Human hephaestin (Hp) is a transmembrane protein that has been implicated in duodenal iron export. Mutations in the murine hephaestin gene (sla) produce microcytic, hypochromic anemia that is refractory to oral iron therapy. Hp shares similar to 50% sequence identity with the plasma multicopper ferroxidase ceruloplasmin including conservation of residues involved in disulfide bond formation and metal coordination. On the basis of this similarity to ceruloplasmin, human hephaestin may also bind copper and possess ferroxidase activity. To test this hypothesis, human hephaestin cDNA has been cloned by reverse transcription of human duodenal mRNA. Following in vitro mutagenesis to make the encoded polypeptide suitable for expression and purification, the hephaestin cDNA was cloned into the expression vector pNUT and introduced into baby hamster kidney cells. After selection with methotrexate, the baby hamster kidney cells secreted the recombinant human hephaestin into the medium at a level of similar to 2 mg/L. Purification was achieved by a single immunoaffinity chromatography step. As judged by SDS-PAGE, N-terminal sequence analysis, and matrix-assisted laser desorption ionization-time-of-flight mass spectrometry, the purified hephaestin was homogeneous with a mass of 129600 Da, suggesting a carbohydrate content of 7.7%. Inductively coupled plasma mass spectrometry revealed that recombinant hephaestin contained an average of 3.13 atoms of copper per protein molecule.
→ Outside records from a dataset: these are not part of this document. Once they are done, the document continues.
//! Runtime configuration parsed from environment variables.
//!
//! Every value has a default so the CLI works with an empty environment.
//! Parsing goes through a lookup function so tests can feed values without
//! touching the process environment.

use std::path::PathBuf;

use crate::queue::DEFAULT_QUEUE_KEY;

pub const DEFAULT_API_BASE_URL: &str = "http://127.0.0.1:3000";
pub const DEFAULT_QUEUE_DIR: &str = ".lytspot";
pub const DEFAULT_PORT: u16 = 3000;
pub const DEFAULT_PROBE_INTERVAL_SECS: u64 = 300;
pub const DEFAULT_REQUEST_TIMEOUT_SECS: u64 = 15;
pub const DEFAULT_CONNECT_TIMEOUT_SECS: u64 = 5;
pub const DEFAULT_INBOX_CAPACITY: usize = 500;

#[derive(Debug, thiserror::Error)]
pub enum ConfigError {
    #[error("invalid value for {var}: '{value}' ({reason})")]
    Invalid { var: &'static str, value: String, reason: String },
}

#[derive(Debug, Clone, PartialEq, Eq)]
pub struct LytspotConfig {
    /// Backend base URL the transport talks to.
    pub api_base_url: String,
    /// Directory holding the file-backed queue store.
    pub queue_dir: PathBuf,
    /// Storage key of the queue blob.
    pub queue_key: String,
    /// Port `serve` binds on.
    pub port: u16,
    pub probe_interval_secs: u64,
    pub request_timeout_secs: u64,
    pub connect_timeout_secs: u64,
    /// Submissions the backend inbox retains before evicting the oldest.
    pub inbox_capacity: usize,
}

impl Default for LytspotConfig {
    fn default() -> Self {
        Self {
            api_base_url: DEFAULT_API_BASE_URL.to_owned(),
            queue_dir: PathBuf::from(DEFAULT_QUEUE_DIR),
            queue_key: DEFAULT_QUEUE_KEY.to_owned(),
            port: DEFAULT_PORT,
            probe_interval_secs: DEFAULT_PROBE_INTERVAL_SECS,
            request_timeout_secs: DEFAULT_REQUEST_TIMEOUT_SECS,
            connect_timeout_secs: DEFAULT_CONNECT_TIMEOUT_SECS,
            inbox_capacity: DEFAULT_INBOX_CAPACITY,
        }
    }
}

impl LytspotConfig {
    /// Build typed config from the process environment.
    ///
    /// Optional:
    /// - `LYTSPOT_API_BASE_URL`: default `http://127.0.0.1:3000`
    /// - `LYTSPOT_QUEUE_DIR`: default `.lytspot`
    /// - `LYTSPOT_QUEUE_KEY`: default `lytspot:message-queue`
    /// - `PORT`: default 3000
    /// - `LYTSPOT_PROBE_INTERVAL_SECS`: default 300
    /// - `LYTSPOT_REQUEST_TIMEOUT_SECS`: default 15
    /// - `LYTSPOT_CONNECT_TIMEOUT_SECS`: default 5
    /// - `LYTSPOT_INBOX_CAPACITY`: default 500
    ///
    /// # Errors
    ///
    /// Returns [`ConfigError::Invalid`] if a variable is set but malformed.
    pub fn from_env() -> Result<Self, ConfigError> {
        Self::from_lookup(|key| std::env::var(key).ok())
    }

    /// Build typed config from an arbitrary key lookup.
    ///
    /// # Errors
    ///
    /// Returns [`ConfigError::Invalid`] if a value is present but malformed.
    pub fn from_lookup<F>(lookup: F) -> Result<Self, ConfigError>
    where
        F: Fn(&str) -> Option<String>,
    {
        let defaults = Self::default();
        let get = |key: &str| lookup(key).map(|v| v.trim().to_owned()).filter(|v| !v.is_empty());

        let api_base_url = match get("LYTSPOT_API_BASE_URL") {
            Some(url) => parse_base_url(&url)?,
            None => defaults.api_base_url,
        };

        Ok(Self {
            api_base_url,
            queue_dir: get("LYTSPOT_QUEUE_DIR").map_or(defaults.queue_dir, PathBuf::from),
            queue_key: get("LYTSPOT_QUEUE_KEY").unwrap_or(defaults.queue_key),
            port: parse_or("PORT", get("PORT"), defaults.port)?,
            probe_interval_secs: parse_positive(
                "LYTSPOT_PROBE_INTERVAL_SECS",
                get("LYTSPOT_PROBE_INTERVAL_SECS"),
                defaults.probe_interval_secs,
            )?,
            request_timeout_secs: parse_positive(
                "LYTSPOT_REQUEST_TIMEOUT_SECS",
                get("LYTSPOT_REQUEST_TIMEOUT_SECS"),
                defaults.request_timeout_secs,
            )?,
            connect_timeout_secs: parse_positive(
                "LYTSPOT_CONNECT_TIMEOUT_SECS",
                get("LYTSPOT_CONNECT_TIMEOUT_SECS"),
                defaults.connect_timeout_secs,
            )?,
            inbox_capacity: parse_or("LYTSPOT_INBOX_CAPACITY", get("LYTSPOT_INBOX_CAPACITY"), defaults.inbox_capacity)?
                .max(1),
        })
    }
}

fn parse_or<T>(var: &'static str, raw: Option<String>, default: T) -> Result<T, ConfigError>
where
    T: std::str::FromStr,
    T::Err: std::fmt::Display,
{
    match raw {
        None => Ok(default),
        Some(value) => match value.parse::<T>() {
            Ok(parsed) => Ok(parsed),
            Err(e) => Err(ConfigError::Invalid { var, reason: e.to_string(), value }),
        },
    }
}

fn parse_positive(var: &'static str, raw: Option<String>, default: u64) -> Result<u64, ConfigError> {
    match parse_or(var, raw, default)? {
        0 => Err(ConfigError::Invalid { var, value: "0".into(), reason: "must be greater than zero".into() }),
        n => Ok(n),
    }
}

/// Accept `http://` and `https://` URLs; strip trailing slashes.
///
/// # Errors
///
/// Returns [`ConfigError::Invalid`] for anything else.
pub fn parse_base_url(raw: &str) -> Result<String, ConfigError> {
    let trimmed = raw.trim().trim_end_matches('/');
    let has_host = trimmed
        .strip_prefix("http://")
        .or_else(|| trimmed.strip_prefix("https://"))
        .is_some_and(|rest| !rest.is_empty());
    if !has_host {
        return Err(ConfigError::Invalid {
            var: "LYTSPOT_API_BASE_URL",
            value: raw.to_owned(),
            reason: "expected an http:// or https:// URL".into(),
        });
    }
    Ok(trimmed.to_owned())
}

#[cfg(test)]
#[path = "config_test.rs"]
mod tests;
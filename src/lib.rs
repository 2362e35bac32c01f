//! LytSpot submission outbox.
//!
//! Contact and budget form submissions that cannot reach the backend are kept
//! in a durable queue and retried when the backend answers a ping again. The
//! crate also carries the thin API those submissions are posted to.

pub mod config;
pub mod prober;
pub mod queue;
pub mod routes;
pub mod services;
pub mod state;
pub mod submitter;
pub mod transport;
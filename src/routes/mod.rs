//! Router assembly.
//!
//! SYSTEM CONTEXT
//! ==============
//! The website is static and hosted elsewhere, so this router only serves
//! the JSON API the forms and the prober talk to. CORS is open because the
//! browser calls it cross-origin.

pub mod forms;

use axum::Router;
use axum::http::StatusCode;
use axum::routing::{get, post};
use tower_http::cors::{Any, CorsLayer};
use tower_http::trace::TraceLayer;

use crate::state::AppState;

/// API routes with CORS and request tracing.
pub fn app(state: AppState) -> Router {
    let cors = CorsLayer::new()
        .allow_origin(Any)
        .allow_methods(Any)
        .allow_headers(Any);

    Router::new()
        .route("/api/ping", get(forms::ping))
        .route("/api/contact", post(forms::contact))
        .route("/api/budget", post(forms::budget))
        .route("/healthz", get(healthz))
        .layer(cors)
        .layer(TraceLayer::new_for_http())
        .with_state(state)
}

async fn healthz() -> StatusCode {
    StatusCode::OK
}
A visible absorption maximum was observed at 607 nm, consistent with the presence of a Type 1 copper site. By using ferrous ammonium sulfate as a substrate, recombinant hephaestin was shown to have ferroxidase activity with a K-m of 2.1 mu M for Fe(II). Lastly, urea PAGE showed that hephaestin was able to catalyze formation of diferric transferrin from Fe(II) and apotransferrin.